WHAT YOU WILL DO ->
Your answer should hold each line of the material that contains the word "Config".

RECORDS TO PROCESS ->

○ ○ ○ ○ ○ ○ ○

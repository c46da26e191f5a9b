//! GitHub REST client exposing the four operations the core consumes.

use std::env;

use reqwest::{Client, Response};
use serde::Serialize;
use tracing::info;

use crate::event::PullRequestPayload;
use crate::models::snapshot::PullRequestSnapshot;
use crate::{AppError, Result};

const DEFAULT_API_BASE: &str = "https://api.github.com";
const ACCEPT_HEADER: &str = "application/vnd.github.v3+json";
const USER_AGENT: &str = concat!("review-roster/", env!("CARGO_PKG_VERSION"));

/// Thin REST collaborator for one repository.
///
/// Exactly four capabilities are exposed: read the pull-request snapshot,
/// add labels, request reviewers, and add assignees. Token handling beyond
/// reading a ready-made bearer token is out of scope.
#[derive(Clone)]
pub struct GithubClient {
    http: Client,
    api_base: String,
    token: String,
    repo_owner: String,
    repo_name: String,
}

#[derive(Debug, Serialize)]
struct RequestReviewersBody<'a> {
    reviewers: &'a [String],
}

#[derive(Debug, Serialize)]
struct AddAssigneesBody<'a> {
    assignees: &'a [String],
}

#[derive(Debug, Serialize)]
struct AddLabelsBody<'a> {
    labels: &'a [String],
}

impl GithubClient {
    /// Create a client for `repo_owner/repo_name` with a bearer token.
    ///
    /// # Errors
    ///
    /// Returns `AppError::Github` if the underlying HTTP client cannot be
    /// constructed.
    pub fn new(
        token: impl Into<String>,
        repo_owner: impl Into<String>,
        repo_name: impl Into<String>,
    ) -> Result<Self> {
        let http = Client::builder()
            .user_agent(USER_AGENT)
            .build()
            .map_err(|err| AppError::Github(format!("failed to create HTTP client: {err}")))?;

        Ok(Self {
            http,
            api_base: DEFAULT_API_BASE.to_owned(),
            token: token.into(),
            repo_owner: repo_owner.into(),
            repo_name: repo_name.into(),
        })
    }

    /// Create a client from `GITHUB_TOKEN` and `GITHUB_REPOSITORY`.
    ///
    /// # Errors
    ///
    /// Returns `AppError::Config` if either variable is missing or
    /// `GITHUB_REPOSITORY` is not of the form `owner/name`.
    pub fn from_env() -> Result<Self> {
        let token = env::var("GITHUB_TOKEN")
            .map_err(|_| AppError::Config("GITHUB_TOKEN environment variable is required".into()))?;
        let repository = env::var("GITHUB_REPOSITORY").map_err(|_| {
            AppError::Config("GITHUB_REPOSITORY environment variable is required".into())
        })?;

        let (owner, name) = repository.split_once('/').ok_or_else(|| {
            AppError::Config(format!(
                "GITHUB_REPOSITORY must be of the form owner/name, got {repository:?}"
            ))
        })?;

        Self::new(token, owner, name)
    }

    /// Point the client at a different API base URL. Used by tests.
    #[must_use]
    pub fn with_api_base(mut self, api_base: impl Into<String>) -> Self {
        self.api_base = api_base.into();
        self
    }

    /// Fetch the current snapshot of a pull request.
    ///
    /// # Errors
    ///
    /// Returns `AppError::Github` on transport failure, a non-success
    /// status, or an unparsable response body.
    pub async fn get_pull_request(&self, number: u64) -> Result<PullRequestSnapshot> {
        let url = format!(
            "{}/repos/{}/{}/pulls/{}",
            self.api_base, self.repo_owner, self.repo_name, number
        );

        let response = self
            .http
            .get(&url)
            .bearer_auth(&self.token)
            .header("Accept", ACCEPT_HEADER)
            .send()
            .await?;
        let response = ensure_success(response, "fetching pull request").await?;

        let payload: PullRequestPayload = response
            .json()
            .await
            .map_err(|err| AppError::Github(format!("failed to parse pull request: {err}")))?;

        info!(pr = payload.number, "fetched pull request snapshot");
        Ok(payload.into())
    }

    /// Add labels to a pull request.
    ///
    /// # Errors
    ///
    /// Returns `AppError::Github` on transport failure or a non-success
    /// status.
    pub async fn add_labels(&self, number: u64, labels: &[String]) -> Result<()> {
        let url = format!(
            "{}/repos/{}/{}/issues/{}/labels",
            self.api_base, self.repo_owner, self.repo_name, number
        );

        let response = self
            .http
            .post(&url)
            .bearer_auth(&self.token)
            .header("Accept", ACCEPT_HEADER)
            .json(&AddLabelsBody { labels })
            .send()
            .await?;
        ensure_success(response, "adding labels").await?;

        info!(pr = number, count = labels.len(), "labels added");
        Ok(())
    }

    /// Request reviews from the given logins.
    ///
    /// # Errors
    ///
    /// Returns `AppError::Github` on transport failure or a non-success
    /// status.
    pub async fn request_reviewers(&self, number: u64, reviewers: &[String]) -> Result<()> {
        let url = format!(
            "{}/repos/{}/{}/pulls/{}/requested_reviewers",
            self.api_base, self.repo_owner, self.repo_name, number
        );

        let response = self
            .http
            .post(&url)
            .bearer_auth(&self.token)
            .header("Accept", ACCEPT_HEADER)
            .json(&RequestReviewersBody { reviewers })
            .send()
            .await?;
        ensure_success(response, "requesting reviewers").await?;

        info!(pr = number, count = reviewers.len(), "reviewers requested");
        Ok(())
    }

    /// Add assignees to a pull request.
    ///
    /// # Errors
    ///
    /// Returns `AppError::Github` on transport failure or a non-success
    /// status.
    pub async fn add_assignees(&self, number: u64, assignees: &[String]) -> Result<()> {
        let url = format!(
            "{}/repos/{}/{}/issues/{}/assignees",
            self.api_base, self.repo_owner, self.repo_name, number
        );

        let response = self
            .http
            .post(&url)
            .bearer_auth(&self.token)
            .header("Accept", ACCEPT_HEADER)
            .json(&AddAssigneesBody { assignees })
            .send()
            .await?;
        ensure_success(response, "adding assignees").await?;

        info!(pr = number, count = assignees.len(), "assignees added");
        Ok(())
    }
}

async fn ensure_success(response: Response, operation: &str) -> Result<Response> {
    if response.status().is_success() {
        return Ok(response);
    }

    let status = response.status();
    let body = response.text().await.unwrap_or_default();
    Err(AppError::Github(format!(
        "{operation} failed: {status} - {body}"
    )))
}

○ ○ ○ ○ ○ ○ ○

EXERCISE SOLUTION ->
    /// Returns `AppError::Config` if either variable is missing or
            .map_err(|_| AppError::Config("GITHUB_TOKEN environment variable is required".into()))?;
            AppError::Config("GITHUB_REPOSITORY environment variable is required".into())
            AppError::Config(format!(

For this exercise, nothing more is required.